Around 1605, the priest of Colquemarca, Francisco Medrano, and other Spaniards discovered rich silver deposits in a hill in the Uru region, which they named San Cristóbal. The city was founded on November 1, 1606, as a silver mining center, under the responsibility of Licentiate Manuel de Castro del Castillo y Padilla, judge of the Royal Audiencia of Charcas.

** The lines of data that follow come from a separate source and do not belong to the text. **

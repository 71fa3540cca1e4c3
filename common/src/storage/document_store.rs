use async_trait::async_trait;
use tracing::debug;

use crate::error::AppError;

use super::{
    db::SurrealDbClient,
    types::{
        corpus::Corpus,
        document::{Document, DocumentPatch, NewDocument},
    },
};

/// Persistence collaborator the retrieval and append flows depend on.
#[async_trait]
pub trait DocumentStore: Send + Sync {
    /// Corpus with metadata-only documents (`content` is always `None`).
    async fn fetch_corpus(&self, corpus_id: &str) -> Result<Corpus, AppError>;

    /// Single document with its content populated.
    async fn fetch_document(&self, document_id: &str) -> Result<Document, AppError>;

    async fn create_document(&self, new: NewDocument) -> Result<Document, AppError>;

    async fn update_document(
        &self,
        document_id: &str,
        patch: DocumentPatch,
    ) -> Result<Document, AppError>;

    async fn create_corpus(&self, title: &str) -> Result<Corpus, AppError>;
}

#[async_trait]
impl DocumentStore for SurrealDbClient {
    async fn fetch_corpus(&self, corpus_id: &str) -> Result<Corpus, AppError> {
        let corpus = Corpus::fetch_with_documents(corpus_id, self).await?;
        debug!(
            corpus_id,
            document_count = corpus.documents.len(),
            "fetched corpus"
        );
        Ok(corpus)
    }

    async fn fetch_document(&self, document_id: &str) -> Result<Document, AppError> {
        self.get_item::<Document>(document_id)
            .await?
            .ok_or_else(|| AppError::NotFound(format!("document {document_id}")))
    }

    async fn create_document(&self, new: NewDocument) -> Result<Document, AppError> {
        if self.get_item::<Corpus>(&new.corpus_id).await?.is_none() {
            return Err(AppError::NotFound(format!("corpus {}", new.corpus_id)));
        }

        self.store_item(Document::from_new(new))
            .await?
            .ok_or_else(|| AppError::InternalError("document was not stored".into()))
    }

    async fn update_document(
        &self,
        document_id: &str,
        patch: DocumentPatch,
    ) -> Result<Document, AppError> {
        Document::patch(document_id, &patch, self).await
    }

    async fn create_corpus(&self, title: &str) -> Result<Corpus, AppError> {
        self.store_item(Corpus::new(title.to_string()))
            .await?
            .ok_or_else(|| AppError::InternalError("corpus was not stored".into()))
    }
}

It was named Real Villa de San Felipe de Austria in honor of King Philip III of Spain, grandson of Emperor Charles V of the Holy Roman Empire.

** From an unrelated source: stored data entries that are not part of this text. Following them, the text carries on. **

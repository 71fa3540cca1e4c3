//! Deterministic `LanguageModel` for tests.

use std::{
    sync::{Mutex, MutexGuard, PoisonError},
    time::Duration,
};

use async_trait::async_trait;
use tokio::time::Instant;

use super::{LanguageModel, ScoreResult};
use crate::error::AppError;

type ScoreFn = dyn Fn(&str) -> Result<ScoreResult, AppError> + Send + Sync;
type CompleteFn = dyn Fn(&str) -> Result<String, AppError> + Send + Sync;

/// Scripted model that answers through closures and records every prompt it sees.
pub struct ScriptedLanguageModel {
    score_fn: Box<ScoreFn>,
    complete_fn: Box<CompleteFn>,
    delay: Option<Duration>,
    score_prompts: Mutex<Vec<(Instant, String)>>,
    completion_prompts: Mutex<Vec<String>>,
}

fn lock<T>(mutex: &Mutex<T>) -> MutexGuard<'_, T> {
    mutex.lock().unwrap_or_else(PoisonError::into_inner)
}

impl ScriptedLanguageModel {
    pub fn new() -> Self {
        Self {
            score_fn: Box::new(|_| Ok(ScoreResult::zero())),
            complete_fn: Box::new(|_| Ok(String::new())),
            delay: None,
            score_prompts: Mutex::new(Vec::new()),
            completion_prompts: Mutex::new(Vec::new()),
        }
    }

    #[must_use]
    pub fn with_scores<F>(mut self, score_fn: F) -> Self
    where
        F: Fn(&str) -> Result<ScoreResult, AppError> + Send + Sync + 'static,
    {
        self.score_fn = Box::new(score_fn);
        self
    }

    #[must_use]
    pub fn with_completions<F>(mut self, complete_fn: F) -> Self
    where
        F: Fn(&str) -> Result<String, AppError> + Send + Sync + 'static,
    {
        self.complete_fn = Box::new(complete_fn);
        self
    }

    /// Every call sleeps this long before answering.
    #[must_use]
    pub fn with_delay(mut self, delay: Duration) -> Self {
        self.delay = Some(delay);
        self
    }

    pub fn score_calls(&self) -> usize {
        lock(&self.score_prompts).len()
    }

    pub fn score_prompts(&self) -> Vec<String> {
        lock(&self.score_prompts)
            .iter()
            .map(|(_, prompt)| prompt.clone())
            .collect()
    }

    /// Instants at which scoring calls started, in arrival order.
    pub fn score_call_instants(&self) -> Vec<Instant> {
        lock(&self.score_prompts)
            .iter()
            .map(|(at, _)| *at)
            .collect()
    }

    pub fn completion_calls(&self) -> usize {
        lock(&self.completion_prompts).len()
    }

    pub fn completion_prompts(&self) -> Vec<String> {
        lock(&self.completion_prompts).clone()
    }
}

impl Default for ScriptedLanguageModel {
    fn default() -> Self {
        Self::new()
    }
}

#[async_trait]
impl LanguageModel for ScriptedLanguageModel {
    async fn score_relevance(&self, prompt: &str) -> Result<ScoreResult, AppError> {
        lock(&self.score_prompts).push((Instant::now(), prompt.to_string()));
        if let Some(delay) = self.delay {
            tokio::time::sleep(delay).await;
        }
        (self.score_fn)(prompt)
    }

    async fn complete_text(&self, prompt: &str) -> Result<String, AppError> {
        lock(&self.completion_prompts).push(prompt.to_string());
        if let Some(delay) = self.delay {
            tokio::time::sleep(delay).await;
        }
        (self.complete_fn)(prompt)
    }
}
//! Diffing remote items against the local mirror
//!
//! Pure functions: no I/O, no clock. The coordinator loads the local nodes
//! a batch touches, asks [`diff`] for a [`Plan`], and applies it.
//!
//! ## Classification
//!
//! | Local state           | Remote live                      | Remote deleted |
//! |-----------------------|----------------------------------|----------------|
//! | absent                | New (or conflict with a provisional node of the same parent and name) | ignored |
//! | Synced / Stale        | Updated if metadata differs      | Deleted        |
//! | PendingUpload         | Conflict if the revision moved, else deferred | Conflict |
//! | PendingDelete         | deferred                         | Deleted        |
//! | Conflict              | conflict record refreshed        | conflict record refreshed |

use std::collections::{HashMap, HashSet};

use vaultspace_core::domain::{FileNode, NodeId, RemoteItem, SyncState};

/// What to do with one remote item
#[derive(Debug, Clone, PartialEq)]
pub enum Action {
    /// Item not known locally
    Create(RemoteItem),
    /// Known item whose metadata or revision changed remotely
    Update { local: FileNode, remote: RemoteItem },
    /// Item removed remotely
    Delete(FileNode),
    /// Local change raced a remote change
    Conflict { local: FileNode, remote: RemoteItem },
    /// Local change waits for the push phase
    Defer(FileNode),
    /// Nothing to do
    Unchanged,
}

/// Ordered actions for one cycle
///
/// `actions` holds creates and updates first (parents before children),
/// then conflicts, then deletes. Deferred and unchanged items are only
/// counted.
#[derive(Debug, Default, Clone, PartialEq)]
pub struct Plan {
    pub actions: Vec<Action>,
    pub deferred: usize,
    pub unchanged: usize,
}

impl Plan {
    /// Number of actions of each kind: (creates, updates, deletes, conflicts)
    #[must_use]
    pub fn counts(&self) -> (usize, usize, usize, usize) {
        self.actions
            .iter()
            .fold((0, 0, 0, 0), |(c, u, d, x), action| match action {
                Action::Create(_) => (c + 1, u, d, x),
                Action::Update { .. } => (c, u + 1, d, x),
                Action::Delete(_) => (c, u, d + 1, x),
                Action::Conflict { .. } => (c, u, d, x + 1),
                Action::Defer(_) | Action::Unchanged => (c, u, d, x),
            })
    }
}

/// Classifies one remote item against the local node with the same id
#[must_use]
pub fn classify(local: Option<&FileNode>, remote: &RemoteItem) -> Action {
    let Some(local) = local else {
        return if remote.is_deleted {
            Action::Unchanged
        } else {
            Action::Create(remote.clone())
        };
    };

    let conflict = || Action::Conflict {
        local: local.clone(),
        remote: remote.clone(),
    };

    match (local.sync_state(), remote.is_deleted) {
        (SyncState::Synced | SyncState::Stale | SyncState::PendingDelete, true) => {
            Action::Delete(local.clone())
        }
        (SyncState::PendingUpload | SyncState::Conflict, true) => conflict(),
        (SyncState::Synced | SyncState::Stale, false) => {
            if local.differs_from(remote) {
                Action::Update {
                    local: local.clone(),
                    remote: remote.clone(),
                }
            } else {
                Action::Unchanged
            }
        }
        (SyncState::PendingUpload, false) => {
            if local.revision_tag() != remote.revision_tag.as_ref() {
                conflict()
            } else {
                Action::Defer(local.clone())
            }
        }
        (SyncState::PendingDelete, false) => Action::Defer(local.clone()),
        (SyncState::Conflict, false) => conflict(),
    }
}

/// Builds the plan for a batch of remote items
///
/// * `items` - change-stream batch or full listing; a later entry for the
///   same id supersedes an earlier one
/// * `local` - local nodes keyed by id; must contain every node the batch
///   names, and for a full listing every local node
/// * `provisional` - local creations not uploaded yet
/// * `full_listing` - when set, local nodes missing from `items` count as
///   deleted remotely
#[must_use]
pub fn diff(
    items: Vec<RemoteItem>,
    local: &HashMap<NodeId, FileNode>,
    provisional: &[FileNode],
    full_listing: bool,
) -> Plan {
    let items = dedup_latest(items);

    let mut upserts = Vec::new();
    let mut conflicts = Vec::new();
    let mut deletes = Vec::new();
    let mut plan = Plan::default();
    let mut claimed: HashSet<&NodeId> = HashSet::new();

    let absent: Vec<RemoteItem> = if full_listing {
        let seen: HashSet<&NodeId> = items.iter().map(|i| &i.id).collect();
        local
            .values()
            .filter(|node| !node.id().is_provisional() && !seen.contains(node.id()))
            .map(|node| RemoteItem::deleted(node.id().clone(), node.parent_id().clone()))
            .collect()
    } else {
        Vec::new()
    };

    for remote in items.iter().chain(absent.iter()) {
        let mut action = classify(local.get(&remote.id), remote);

        if let Action::Create(item) = &action {
            if let Some(twin) = provisional.iter().find(|p| {
                !claimed.contains(p.id()) && !item.is_folder() && is_same_slot(p, item)
            }) {
                claimed.insert(twin.id());
                action = Action::Conflict {
                    local: twin.clone(),
                    remote: item.clone(),
                };
            }
        }

        match action {
            Action::Create(_) | Action::Update { .. } => upserts.push(action),
            Action::Conflict { .. } => conflicts.push(action),
            Action::Delete(_) => deletes.push(action),
            Action::Defer(_) => plan.deferred += 1,
            Action::Unchanged => plan.unchanged += 1,
        }
    }

    // Deleted children of a deleted folder go with its cascade; conflicts
    // stay so the local changes below it survive
    let doomed: HashSet<NodeId> = deletes
        .iter()
        .filter_map(|a| match a {
            Action::Delete(node) => Some(node.id().clone()),
            _ => None,
        })
        .collect();
    let covered = |node: &FileNode| doomed.contains(node.parent_id());
    deletes.retain(|a| !matches!(a, Action::Delete(node) if covered(node)));

    sort_parents_first(&mut upserts);

    plan.actions = upserts;
    plan.actions.extend(conflicts);
    plan.actions.extend(deletes);
    plan
}

fn is_same_slot(node: &FileNode, item: &RemoteItem) -> bool {
    node.parent_id() == &item.parent_id && node.name() == item.name
}

fn dedup_latest(items: Vec<RemoteItem>) -> Vec<RemoteItem> {
    let mut index: HashMap<NodeId, usize> = HashMap::new();
    let mut out: Vec<RemoteItem> = Vec::with_capacity(items.len());
    for item in items {
        match index.get(&item.id) {
            Some(&i) => out[i] = item,
            None => {
                index.insert(item.id.clone(), out.len());
                out.push(item);
            }
        }
    }
    out
}

/// Stable sort of creates/updates so a parent in the batch lands first
fn sort_parents_first(upserts: &mut [Action]) {
    let parents: HashMap<NodeId, NodeId> = upserts
        .iter()
        .filter_map(|a| match a {
            Action::Create(item) | Action::Update { remote: item, .. } => {
                Some((item.id.clone(), item.parent_id.clone()))
            }
            _ => None,
        })
        .collect();

    let depth = |id: &NodeId| {
        let mut depth = 0usize;
        let mut current = id;
        while let Some(parent) = parents.get(current) {
            depth += 1;
            current = parent;
            // A cycle in remote data; the store rejects it on write
            if depth > parents.len() {
                break;
            }
        }
        depth
    };

    upserts.sort_by_cached_key(|a| match a {
        Action::Create(item) | Action::Update { remote: item, .. } => depth(&item.id),
        _ => 0,
    });
}
//! Integration tests for SyncScheduler

use std::future::Future;
use std::sync::Arc;
use std::time::Duration;

use vaultspace_cache::{DatabasePool, SqliteMetadataStore};
use vaultspace_core::domain::NodeId;
use vaultspace_core::ports::IMetadataStore;
use vaultspace_core::retry::RetryPolicy;
use vaultspace_core::testing::{DriveOp, InMemoryDrive};
use vaultspace_core::RemoteError;
use vaultspace_stream::ContentCache;
use vaultspace_sync::{EventBus, SyncCoordinator, SyncPhase, SyncScheduler};

async fn setup() -> (Arc<InMemoryDrive>, Arc<SqliteMetadataStore>, Arc<SyncCoordinator>) {
    let pool = DatabasePool::in_memory()
        .await
        .expect("Failed to create in-memory database");
    let store = Arc::new(SqliteMetadataStore::new(pool.pool().clone()));
    let drive = Arc::new(InMemoryDrive::new());
    let coordinator = Arc::new(SyncCoordinator::new(
        drive.clone(),
        store.clone(),
        Arc::new(ContentCache::new(1024)),
        EventBus::new(64),
        RetryPolicy::none(),
    ));
    (drive, store, coordinator)
}

fn backoff() -> RetryPolicy {
    RetryPolicy {
        max_retries: 0,
        base_delay: Duration::from_millis(5),
        max_delay: Duration::from_millis(10),
    }
}

async fn eventually<F, Fut>(what: &str, mut check: F)
where
    F: FnMut() -> Fut,
    Fut: Future<Output = bool>,
{
    for _ in 0..300 {
        if check().await {
            return;
        }
        tokio::time::sleep(Duration::from_millis(10)).await;
    }
    panic!("timed out waiting for {what}");
}

async fn has_node(store: &Arc<SqliteMetadataStore>, id: &NodeId) -> bool {
    store.get(id).await.unwrap().is_some()
}

#[tokio::test]
async fn test_first_cycle_runs_immediately() {
    let (drive, store, coordinator) = setup().await;
    let file = drive.remote_add_file(&NodeId::root(), "a.txt", b"a");

    let handle =
        SyncScheduler::new(coordinator.clone(), Duration::from_secs(3600), backoff()).spawn();

    eventually("initial sync", || {
        let store = store.clone();
        let id = file.id.clone();
        async move { has_node(&store, &id).await }
    })
    .await;

    handle.shutdown().await;
    assert_eq!(drive.calls(DriveOp::StartCursor), 1);
}

#[tokio::test]
async fn test_request_sync_wakes_loop() {
    let (drive, store, coordinator) = setup().await;
    let handle =
        SyncScheduler::new(coordinator.clone(), Duration::from_secs(3600), backoff()).spawn();

    eventually("initial sync", || {
        let coordinator = coordinator.clone();
        async move { coordinator.last_report().is_some() }
    })
    .await;

    let file = drive.remote_add_file(&NodeId::root(), "late.txt", b"late");
    handle.request_sync();

    eventually("requested sync", || {
        let store = store.clone();
        let id = file.id.clone();
        async move { has_node(&store, &id).await }
    })
    .await;
    assert!(!handle.is_sync_requested());

    handle.shutdown().await;
    assert_eq!(coordinator.state(), SyncPhase::Idle);
}

#[tokio::test]
async fn test_failed_cycle_backs_off_and_recovers() {
    let (drive, store, coordinator) = setup().await;
    let file = drive.remote_add_file(&NodeId::root(), "a.txt", b"a");
    drive.fail_next(
        DriveOp::StartCursor,
        RemoteError::TransientIo("offline".to_string()),
        1,
    );

    let handle =
        SyncScheduler::new(coordinator.clone(), Duration::from_millis(20), backoff()).spawn();

    eventually("recovery", || {
        let store = store.clone();
        let id = file.id.clone();
        async move { has_node(&store, &id).await }
    })
    .await;

    handle.shutdown().await;
    assert!(drive.calls(DriveOp::StartCursor) >= 2);
    assert!(coordinator.last_error().is_none());
    assert_ne!(coordinator.state(), SyncPhase::Error);
}

#[tokio::test]
async fn test_cancellation_token_stops_loop() {
    let (_drive, _store, coordinator) = setup().await;
    let handle =
        SyncScheduler::new(coordinator.clone(), Duration::from_secs(3600), backoff()).spawn();

    let token = handle.cancellation_token();
    token.cancel();

    tokio::time::timeout(Duration::from_secs(2), handle.shutdown())
        .await
        .expect("scheduler did not stop");
}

It was one of the Spanish towns of the Audiencia of Charcas (present-day Bolivia) that was designed by engineers in a grid pattern, following the classic European urban layouts of the time (17th century). To this end, the hamlets built at the end of the 16th century were ordered to be demolished.

At the time of its founding, Oruro had a population of 15,000 inhabitants, including Spanish miners, Creoles, Africans, and Indigenous people of the Uru, Quechua, and Aymara ethnic groups.

Fluctuations in silver prices in subsequent centuries conditioned the demographic and urban growth or decline of the town.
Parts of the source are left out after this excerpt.